Document Type : Original Article

Authors

1 Assistant Professor of Cardiology, Cardiac Rehabilitation Research Center, Isfahan Cardiovascular Research Institute, Isfahan University of Medical Sciences, Isfahan, Iran

2 cardiac rehabilitation research center, cardiovascular research institute, isfahan university of medical sciences, isfahan, iran

3 isfahan cardiovascular research center, cardiovascular esearch institute , isfahan university of medical sciences, isfahan, iran

4 Professor of Cardiology, Isfahan Cardiovascular Research Center, Isfahan Cardiovascular Research Institute, Isfahan University of Medical Sciences, Isfahan, Iran.

5 isfahan cardiovascular research center, isfahan cardiovascular research institute, isfahan university of medical sciences, isfahan, iran

6 isfahan cardiovascular research center, cardiovascular research institute, isfaahn university of medical sciences, isfahan, iran

7 Isfahan Cardiovascular Research Center, Cardiovascular Research Institute, Isfahan University of Medical Sciences, Isfahan, Iran.

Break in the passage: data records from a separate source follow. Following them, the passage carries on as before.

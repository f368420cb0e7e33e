//! Event projection into the mirror.
//!
//! The indexer reads registry events in sequence order and upserts one
//! [`ProofSummary`] per event. Progress is stored as a named cursor in the
//! mirror itself, so a restarted indexer resumes where it stopped and
//! re-applying an event is harmless.

use std::sync::Arc;

use async_trait::async_trait;
use tokio::sync::{broadcast, watch};
use tracing::{debug, info, warn};

use pop_core::{LoggedEvent, ProofMetadata};
use pop_ledger::Ledger;
use pop_store::{MirrorStore, ProofSummary};

use crate::error::Result;

/// Where the indexer looks up metadata documents for new events.
#[async_trait]
pub trait MetadataSource: Send + Sync {
    /// Fetch the document behind `pointer`. Implementations log their own
    /// failures and return `None`; a missing document never stops indexing.
    async fn fetch_metadata(&self, pointer: &str) -> Option<ProofMetadata>;
}

/// Configuration for the indexer.
#[derive(Debug, Clone)]
pub struct IndexerConfig {
    /// Name of the cursor in the mirror's cursor table.
    pub cursor_name: String,
    /// Maximum events to read per ledger query.
    pub batch_size: usize,
}

impl Default for IndexerConfig {
    fn default() -> Self {
        Self {
            cursor_name: "mirror".to_string(),
            batch_size: 100,
        }
    }
}

/// Summary of one catch-up pass.
#[derive(Debug, Clone, Default, PartialEq, Eq)]
pub struct IndexReport {
    /// Events applied to the mirror.
    pub applied: usize,
    /// Events whose metadata document was found and merged.
    pub enriched: usize,
    /// Cursor after the pass.
    pub cursor: u64,
}

/// Projects a ledger's event log into a [`MirrorStore`].
pub struct Indexer<M: MirrorStore + ?Sized> {
    ledger: Arc<dyn Ledger>,
    mirror: Arc<M>,
    metadata: Option<Arc<dyn MetadataSource>>,
    config: IndexerConfig,
}

impl<M: MirrorStore + ?Sized> Indexer<M> {
    pub fn new(ledger: Arc<dyn Ledger>, mirror: Arc<M>, config: IndexerConfig) -> Self {
        Self {
            ledger,
            mirror,
            metadata: None,
            config,
        }
    }

    /// Enrich new rows with metadata documents.
    pub fn with_metadata(mut self, source: Arc<dyn MetadataSource>) -> Self {
        self.metadata = Some(source);
        self
    }

    /// The last sequence applied to the mirror.
    pub async fn cursor(&self) -> Result<u64> {
        Ok(self.mirror.get_cursor(&self.config.cursor_name).await?)
    }

    /// Apply every event after the cursor, batch by batch.
    pub async fn catch_up(&self) -> Result<IndexReport> {
        let mut report = IndexReport {
            cursor: self.cursor().await?,
            ..Default::default()
        };

        loop {
            let batch = self
                .ledger
                .events_since(report.cursor, self.config.batch_size.max(1))
                .await?;
            if batch.is_empty() {
                break;
            }

            for event in &batch {
                if self.apply(event).await? {
                    report.enriched += 1;
                }
                report.applied += 1;
                report.cursor = event.sequence;
            }

            self.mirror
                .set_cursor(&self.config.cursor_name, report.cursor)
                .await?;
            debug!(cursor = report.cursor, batch = batch.len(), "indexed batch");
        }

        if report.applied > 0 {
            info!(
                applied = report.applied,
                enriched = report.enriched,
                cursor = report.cursor,
                "mirror caught up"
            );
        }
        Ok(report)
    }

    /// Follow the live event feed until `shutdown` flips to `true`.
    ///
    /// Subscribes before catching up so nothing committed in between is
    /// missed. Falls back to `catch_up` whenever the feed lags or skips a
    /// sequence.
    pub async fn run(&self, mut shutdown: watch::Receiver<bool>) -> Result<()> {
        let mut feed = self.ledger.subscribe();
        let mut cursor = self.catch_up().await?.cursor;

        loop {
            tokio::select! {
                changed = shutdown.changed() => {
                    if changed.is_err() || *shutdown.borrow() {
                        info!(cursor, "indexer stopping");
                        return Ok(());
                    }
                }
                received = feed.recv() => match received {
                    Ok(event) if event.sequence <= cursor => {}
                    Ok(event) if event.sequence == cursor + 1 => {
                        self.apply(&event).await?;
                        cursor = event.sequence;
                        self.mirror.set_cursor(&self.config.cursor_name, cursor).await?;
                    }
                    Ok(event) => {
                        debug!(cursor, received = event.sequence, "sequence gap, catching up");
                        cursor = self.catch_up().await?.cursor;
                    }
                    Err(broadcast::error::RecvError::Lagged(missed)) => {
                        warn!(missed, "event feed lagged, catching up");
                        cursor = self.catch_up().await?.cursor;
                    }
                    Err(broadcast::error::RecvError::Closed) => {
                        info!(cursor, "event feed closed");
                        return Ok(());
                    }
                }
            }
        }
    }

    /// Upsert the row for one event. Returns whether metadata was merged.
    async fn apply(&self, event: &LoggedEvent) -> Result<bool> {
        let mut summary = ProofSummary::from_event(event);
        let mut enriched = false;

        if let Some(source) = &self.metadata {
            let known = self
                .mirror
                .find_by_fingerprint(&event.event.digest)
                .await?
                .map(|row| row.has_metadata())
                .unwrap_or(false);

            if !known {
                if let Some(metadata) = source.fetch_metadata(&event.event.metadata_pointer).await {
                    summary = summary.with_metadata(&metadata);
                    enriched = true;
                }
            }
        }

        self.mirror.upsert_summary(&summary).await?;
        Ok(enriched)
    }
}

#[cfg(test)]
mod tests {
    use super::*;
    use pop_core::{ChainId, ContentDigest, Keypair, RegistryCall, Transaction};
    use pop_ledger::{DevChain, DevChainConfig, ManualClock};
    use pop_store::{MemoryStore, SqliteStore};
    use std::time::Duration;

    async fn chain() -> Arc<DevChain<MemoryStore>> {
        Arc::new(
            DevChain::open(
                MemoryStore::new(),
                Arc::new(ManualClock::new(1_700_000_000)),
                DevChainConfig::default(),
            )
            .await
            .unwrap(),
        )
    }

    async fn register(chain: &DevChain<MemoryStore>, kp: &Keypair, digest: u8) {
        let nonce = chain.next_nonce(&kp.address()).await.unwrap();
        let tx = Transaction {
            chain_id: ChainId::SEPOLIA,
            nonce,
            call: RegistryCall::Register {
                digest: ContentDigest::from_bytes([digest; 32]),
                metadata_pointer: format!("ptr-{}", digest),
            },
        }
        .sign(kp)
        .unwrap();
        chain.submit(tx).await.unwrap();
    }

    struct FixedMetadata;

    #[async_trait]
    impl MetadataSource for FixedMetadata {
        async fn fetch_metadata(&self, pointer: &str) -> Option<ProofMetadata> {
            let digest: u8 = pointer.strip_prefix("ptr-")?.parse().ok()?;
            if digest == 2 {
                return None;
            }
            Some(ProofMetadata::new(
                ContentDigest::from_bytes([digest; 32]),
                format!("prompt {}", digest),
                pop_core::Address::ZERO,
                "text/plain",
            ))
        }
    }

    #[tokio::test]
    async fn test_catch_up_projects_all_events() {
        let chain = chain().await;
        let alice = Keypair::from_seed(&[1; 32]);
        for d in 1..=5 {
            register(&chain, &alice, d).await;
        }

        let mirror = Arc::new(MemoryStore::new());
        let indexer = Indexer::new(
            chain.clone(),
            mirror.clone(),
            IndexerConfig { batch_size: 2, ..Default::default() },
        );

        let report = indexer.catch_up().await.unwrap();
        assert_eq!(report.applied, 5);
        assert_eq!(report.cursor, 5);

        let rows = mirror.list_by_owner(&alice.address()).await.unwrap();
        assert_eq!(rows.len(), 5);

        // Nothing new: a second pass is a no-op.
        assert_eq!(indexer.catch_up().await.unwrap().applied, 0);
    }

    #[tokio::test]
    async fn test_resumes_from_persisted_cursor() {
        let dir = tempfile::tempdir().unwrap();
        let path = dir.path().join("mirror.db");
        let chain = chain().await;
        let alice = Keypair::from_seed(&[1; 32]);

        register(&chain, &alice, 1).await;
        register(&chain, &alice, 2).await;
        {
            let mirror = Arc::new(SqliteStore::open(&path).unwrap());
            let indexer = Indexer::new(chain.clone(), mirror, IndexerConfig::default());
            assert_eq!(indexer.catch_up().await.unwrap().applied, 2);
        }

        register(&chain, &alice, 3).await;
        let mirror = Arc::new(SqliteStore::open(&path).unwrap());
        let indexer = Indexer::new(chain.clone(), mirror.clone(), IndexerConfig::default());
        let report = indexer.catch_up().await.unwrap();
        assert_eq!(report.applied, 1);
        assert_eq!(report.cursor, 3);
        assert_eq!(mirror.summary_count().await.unwrap(), 3);
    }

    #[tokio::test]
    async fn test_metadata_enrichment() {
        let chain = chain().await;
        let alice = Keypair::from_seed(&[1; 32]);
        register(&chain, &alice, 1).await;
        register(&chain, &alice, 2).await;

        let mirror = Arc::new(MemoryStore::new());
        let indexer = Indexer::new(chain.clone(), mirror.clone(), IndexerConfig::default())
            .with_metadata(Arc::new(FixedMetadata));

        let report = indexer.catch_up().await.unwrap();
        assert_eq!(report.applied, 2);
        assert_eq!(report.enriched, 1);

        let row = mirror
            .find_by_fingerprint(&ContentDigest::from_bytes([1; 32]))
            .await
            .unwrap()
            .unwrap();
        assert_eq!(row.prompt.as_deref(), Some("prompt 1"));
        // Ledger facts win over anything in the document.
        assert_eq!(row.owner, alice.address());

        let missing = mirror
            .find_by_fingerprint(&ContentDigest::from_bytes([2; 32]))
            .await
            .unwrap()
            .unwrap();
        assert!(missing.prompt.is_none());
    }

    #[tokio::test]
    async fn test_run_follows_live_events() {
        let chain = chain().await;
        let alice = Keypair::from_seed(&[1; 32]);
        register(&chain, &alice, 1).await;

        let mirror = Arc::new(MemoryStore::new());
        let indexer = Arc::new(Indexer::new(chain.clone(), mirror.clone(), IndexerConfig::default()));
        let (stop, stopped) = watch::channel(false);

        let task = {
            let indexer = indexer.clone();
            tokio::spawn(async move { indexer.run(stopped).await })
        };

        register(&chain, &alice, 2).await;
        register(&chain, &alice, 3).await;

        let deadline = tokio::time::Instant::now() + Duration::from_secs(5);
        while indexer.cursor().await.unwrap() < 3 {
            assert!(tokio::time::Instant::now() < deadline, "indexer did not catch up");
            tokio::time::sleep(Duration::from_millis(10)).await;
        }

        stop.send(true).unwrap();
        task.await.unwrap().unwrap();
        assert_eq!(mirror.summary_count().await.unwrap(), 3);
    }
}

8 Associated Professor of Cardiology, Isfahan Cardiovascular Research Center, Isfahan University of Medical Sciences, Isfahan,

10.48305/arya.2023.42291.2929

Abstract

introduction: study explores the enduring challenges of cardiovascular disease mortality-Emphasizing myocardial infarction rates as a proxy for cardiovascular disease in Iran., and analyzes the 28-day mortality trends after acute myocardial infarction (AMI) from 2000 to 2017.

Methods: This retrospective cohort study is based on data from a multi-centric hospital-based registry in Isfahan. Univariate and multivariate frailty Cox regression analyses were performed to identify hazard ratios (HRs) for the 28-day mortality rate of AMI based on age, gender, and living region.

Results: We enrolled 121,284 patients with an average age of 62.00±12.82 years. Older age than 65 years was found to be associated with an increased risk of AMI (HR: 3.2, 95% CI: 2.7-3.8 from 2000 to 2002 and HR: 4.6, 95% CI: 3.7-5.7 for 2015-2017). There was also an association between living in the urban region and a decreased risk of AMI from 2000 to 2005 (HR: 0.64, 95% CI: 0.46-0.90), from 2000 to 2002 (HR: 0.55, 95% CI: 0.43-0.71 for 2003-2005). Results showed that the trend of change in 28-day mortality declined more significantly from 2006 to 2017 compared to 2000-2002. Younger age (61.76±12.69 vs 71.12±11.73), female gender (HR:0.77, 95%CI: 0.67,0.89), and living in urban regions (HR: 0.69, 95%CI: (0.52,0.94) were the protective factors for the 28-days mortality rate of AMI.

Conclusion: It can be concluded that 28-day mortality had a descending trend from 2006 to 2017. Older age, male gender, and living in a rural region were the risk factors that affected the 28-day mortality rate of AMI.